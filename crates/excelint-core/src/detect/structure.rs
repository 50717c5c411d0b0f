//! Structural issue detection: layout problems that break tabular analysis.

use std::collections::{BTreeMap, HashMap, HashSet, VecDeque};

use excelint_engine::model::{
    CellRef, ErrorKind, Finding, Location, Severity, SheetContext, StructuralIssue, WorkbookContext,
    parse_range,
};

use super::ErrorDetector;
use crate::config::DetectionConfig;
use crate::error::Result;

const TABLE_SCAN_ROWS: usize = 1000;
const TABLE_SCAN_COLS: usize = 100;
const EMPTY_COLUMN_SCAN_ROWS: usize = 100;
const FORMAT_SCAN_ROWS: usize = 100;
const FORMAT_SCAN_COLS: usize = 50;

/// A rectangular block of connected non-empty cells.
#[derive(Clone, Copy, Debug, PartialEq, Eq)]
pub(crate) struct TableRegion {
    pub start_row: usize,
    pub end_row: usize,
    pub start_col: usize,
    pub end_col: usize,
}

pub struct StructureDetector {
    config: DetectionConfig,
}

impl Default for StructureDetector {
    fn default() -> Self {
        Self::from_config(&DetectionConfig::default())
    }
}

impl StructureDetector {
    pub fn from_config(config: &DetectionConfig) -> Self {
        StructureDetector {
            config: config.clone(),
        }
    }

    fn detect_sheet(&self, sheet: &SheetContext) -> Vec<Finding> {
        let mut findings = Vec::new();
        findings.extend(self.merged_cells(sheet));
        findings.extend(self.empty_rows(sheet));
        findings.extend(self.empty_columns(sheet));
        findings.extend(self.table_headers(sheet));
        findings.extend(self.hidden_data(sheet));
        findings.extend(self.inconsistent_formats(sheet));
        findings
    }

    fn merged_cells(&self, sheet: &SheetContext) -> Vec<Finding> {
        let mut findings = Vec::new();
        for range in &sheet.merged_ranges {
            let Some((start, end)) = parse_range(range) else {
                continue;
            };
            let top = start.row.min(end.row);
            let left = start.col.min(end.col);
            if !in_data_table(sheet, top, left) {
                continue;
            }
            let spans_more = start.row.abs_diff(end.row) > 1 || start.col.abs_diff(end.col) > 1;
            findings.push(
                Finding::new(
                    ErrorKind::Structural(StructuralIssue::MergedCells),
                    Location::cell(&sheet.name, CellRef::new(left, top).to_string()),
                    if spans_more { Severity::Medium } else { Severity::Low },
                    format!("Merged cells inside a data table: {}", range),
                )
                .with_value(range.clone())
                .with_suggestion("Unmerge the cells so each row and column holds one value")
                .with_confidence(1.0),
            );
        }
        findings
    }

    fn empty_rows(&self, sheet: &SheetContext) -> Vec<Finding> {
        let mut findings = Vec::new();
        let row_count = sheet.row_count();
        let occupied: HashSet<usize> = sheet
            .cells
            .values()
            .filter(|c| !c.is_empty())
            .map(|c| c.position.row)
            .collect();

        let mut last_data_row: Option<usize> = None;
        for row in 0..row_count {
            if !occupied.contains(&row) {
                continue;
            }
            if let Some(last) = last_data_row {
                let gap = row - last - 1;
                if gap > self.config.max_empty_rows {
                    let range = format!("A{}:A{}", last + 2, row);
                    findings.push(
                        Finding::new(
                            ErrorKind::Structural(StructuralIssue::EmptyRows),
                            Location::range(&sheet.name, range.clone()),
                            Severity::Low,
                            format!("{} consecutive empty rows between data blocks", gap),
                        )
                        .with_value(range)
                        .with_fix(Some("Remove the empty rows".to_string()))
                        .with_confidence(0.9),
                    );
                }
            }
            last_data_row = Some(row);
        }
        findings
    }

    fn empty_columns(&self, sheet: &SheetContext) -> Vec<Finding> {
        let mut findings = Vec::new();
        let scan_rows = sheet.row_count().min(EMPTY_COLUMN_SCAN_ROWS);
        let col_count = sheet.column_count();

        let mut last_data_col: Option<usize> = None;
        for col in 0..col_count {
            let empty = (0..scan_rows).all(|row| sheet.is_empty_at(row, col));
            if empty {
                continue;
            }
            if let Some(last) = last_data_col {
                let gap = col - last - 1;
                if gap > self.config.max_empty_rows {
                    let range = format!(
                        "{}1:{}1",
                        CellRef::col_to_letters(last + 1),
                        CellRef::col_to_letters(col - 1)
                    );
                    findings.push(
                        Finding::new(
                            ErrorKind::Structural(StructuralIssue::EmptyColumns),
                            Location::range(&sheet.name, range.clone()),
                            Severity::Low,
                            format!("{} consecutive empty columns between data blocks", gap),
                        )
                        .with_value(range)
                        .with_fix(Some("Remove the empty columns".to_string()))
                        .with_confidence(0.8),
                    );
                }
            }
            last_data_col = Some(col);
        }
        findings
    }

    fn table_headers(&self, sheet: &SheetContext) -> Vec<Finding> {
        let mut findings = Vec::new();
        for table in find_tables(sheet, &self.config) {
            let header_row = table.start_row;
            let headers: Vec<Option<String>> = (table.start_col..=table.end_col)
                .map(|col| sheet.value_at(header_row, col).map(|v| v.to_string()))
                .collect();

            if let Some(offset) = headers.iter().position(Option::is_none) {
                let address = CellRef::new(table.start_col + offset, header_row).to_string();
                findings.push(
                    Finding::new(
                        ErrorKind::Structural(StructuralIssue::EmptyHeader),
                        Location::cell(&sheet.name, address),
                        Severity::Medium,
                        "Table header has an empty cell",
                    )
                    .with_suggestion("Give every column a clear header")
                    .with_confidence(0.9),
                );
            }

            let mut counts: BTreeMap<&str, usize> = BTreeMap::new();
            for header in headers.iter().flatten() {
                *counts.entry(header.as_str()).or_default() += 1;
            }
            let duplicates: Vec<&str> = counts
                .iter()
                .filter(|(_, n)| **n > 1)
                .map(|(h, _)| *h)
                .collect();
            if !duplicates.is_empty() {
                let address = CellRef::new(table.start_col, header_row).to_string();
                findings.push(
                    Finding::new(
                        ErrorKind::Structural(StructuralIssue::DuplicateHeader),
                        Location::cell(&sheet.name, address),
                        Severity::High,
                        format!("Duplicate headers: {}", duplicates.join(", ")),
                    )
                    .with_value(duplicates.join(", "))
                    .with_suggestion("Use a unique header for each column")
                    .with_confidence(1.0),
                );
            }
        }
        findings
    }

    fn hidden_data(&self, sheet: &SheetContext) -> Vec<Finding> {
        let mut findings = Vec::new();
        if let Some(first) = sheet.hidden_rows.first() {
            findings.push(
                Finding::new(
                    ErrorKind::Structural(StructuralIssue::HiddenRows),
                    Location::cell(&sheet.name, CellRef::new(0, *first).to_string()),
                    Severity::Medium,
                    format!("{} hidden rows", sheet.hidden_rows.len()),
                )
                .with_suggestion("Unhide or delete the hidden rows")
                .with_confidence(1.0),
            );
        }
        if let Some(first) = sheet.hidden_columns.first() {
            findings.push(
                Finding::new(
                    ErrorKind::Structural(StructuralIssue::HiddenColumns),
                    Location::cell(&sheet.name, CellRef::new(*first, 0).to_string()),
                    Severity::Medium,
                    format!("{} hidden columns", sheet.hidden_columns.len()),
                )
                .with_suggestion("Unhide or delete the hidden columns")
                .with_confidence(1.0),
            );
        }
        findings
    }

    fn inconsistent_formats(&self, sheet: &SheetContext) -> Vec<Finding> {
        let mut per_column: BTreeMap<usize, HashMap<&str, usize>> = BTreeMap::new();
        for cell in sheet.cells.values() {
            let pos = cell.position;
            if pos.row == 0 || pos.row >= FORMAT_SCAN_ROWS || pos.col >= FORMAT_SCAN_COLS {
                continue;
            }
            if cell.visible_value().is_none() {
                continue;
            }
            let format = cell.number_format.as_deref().unwrap_or("General");
            *per_column.entry(pos.col).or_default().entry(format).or_default() += 1;
        }

        let mut findings = Vec::new();
        for (col, formats) in per_column {
            if formats.len() < 2 {
                continue;
            }
            let total: usize = formats.values().sum();
            let main = formats.values().copied().max().unwrap_or(0);
            if (main as f64) / (total as f64) >= self.config.format_consistency_ratio {
                continue;
            }
            let letters = CellRef::col_to_letters(col);
            findings.push(
                Finding::new(
                    ErrorKind::Structural(StructuralIssue::InconsistentFormat),
                    Location::cell(&sheet.name, format!("{}2", letters)),
                    Severity::Low,
                    format!("Column {} mixes {} number formats", letters, formats.len()),
                )
                .with_fix(Some("Apply one number format to the whole column".to_string()))
                .with_confidence(0.8),
            );
        }
        findings
    }
}

impl ErrorDetector for StructureDetector {
    fn name(&self) -> &'static str {
        "structure"
    }

    fn detect(&self, workbook: &WorkbookContext) -> Result<Vec<Finding>> {
        Ok(workbook
            .sheets
            .values()
            .flat_map(|sheet| self.detect_sheet(sheet))
            .collect())
    }

    fn can_detect(&self, kind: &ErrorKind) -> bool {
        matches!(kind, ErrorKind::Structural(_))
    }
}

/// A cell counts as inside a table when at least three of its eight neighbours hold data.
fn in_data_table(sheet: &SheetContext, row: usize, col: usize) -> bool {
    let here = CellRef::new(col, row);
    let mut nearby = 0;
    for dr in -1..=1 {
        for dc in -1..=1 {
            if dr == 0 && dc == 0 {
                continue;
            }
            if let Some(n) = here.offset(dr, dc) {
                if !sheet.is_empty_at(n.row, n.col) {
                    nearby += 1;
                }
            }
        }
    }
    nearby >= 3
}

/// Flood-fill (4-connectivity) over non-empty cells, keeping regions at least
/// `min_table_height` rows by `min_table_width` columns.
pub(crate) fn find_tables(sheet: &SheetContext, config: &DetectionConfig) -> Vec<TableRegion> {
    let max_row = sheet.row_count().min(TABLE_SCAN_ROWS);
    let max_col = sheet.column_count().min(TABLE_SCAN_COLS);
    let mut visited: HashSet<(usize, usize)> = HashSet::new();
    let mut tables = Vec::new();

    for row in 0..max_row {
        for col in 0..max_col {
            if visited.contains(&(row, col)) || sheet.is_empty_at(row, col) {
                continue;
            }
            let mut region = TableRegion {
                start_row: row,
                end_row: row,
                start_col: col,
                end_col: col,
            };
            let mut queue = VecDeque::from([(row, col)]);
            visited.insert((row, col));

            while let Some((r, c)) = queue.pop_front() {
                let neighbours = [
                    (r, c + 1),
                    (r + 1, c),
                    (r, c.wrapping_sub(1)),
                    (r.wrapping_sub(1), c),
                ];
                for (nr, nc) in neighbours {
                    if nr >= max_row || nc >= max_col || visited.contains(&(nr, nc)) {
                        continue;
                    }
                    if sheet.is_empty_at(nr, nc) {
                        continue;
                    }
                    visited.insert((nr, nc));
                    queue.push_back((nr, nc));
                    region.start_row = region.start_row.min(nr);
                    region.end_row = region.end_row.max(nr);
                    region.start_col = region.start_col.min(nc);
                    region.end_col = region.end_col.max(nc);
                }
            }

            let height = region.end_row - region.start_row + 1;
            let width = region.end_col - region.start_col + 1;
            if height >= config.min_table_height && width >= config.min_table_width {
                tables.push(region);
            }
        }
    }
    tables
}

* **ACTIVITY**: Scan the entries above and return each line that holds "total".

* **EXPECTED ANSWER**:
            let total: usize = formats.values().sum();
            if (main as f64) / (total as f64) >= self.config.format_consistency_ratio {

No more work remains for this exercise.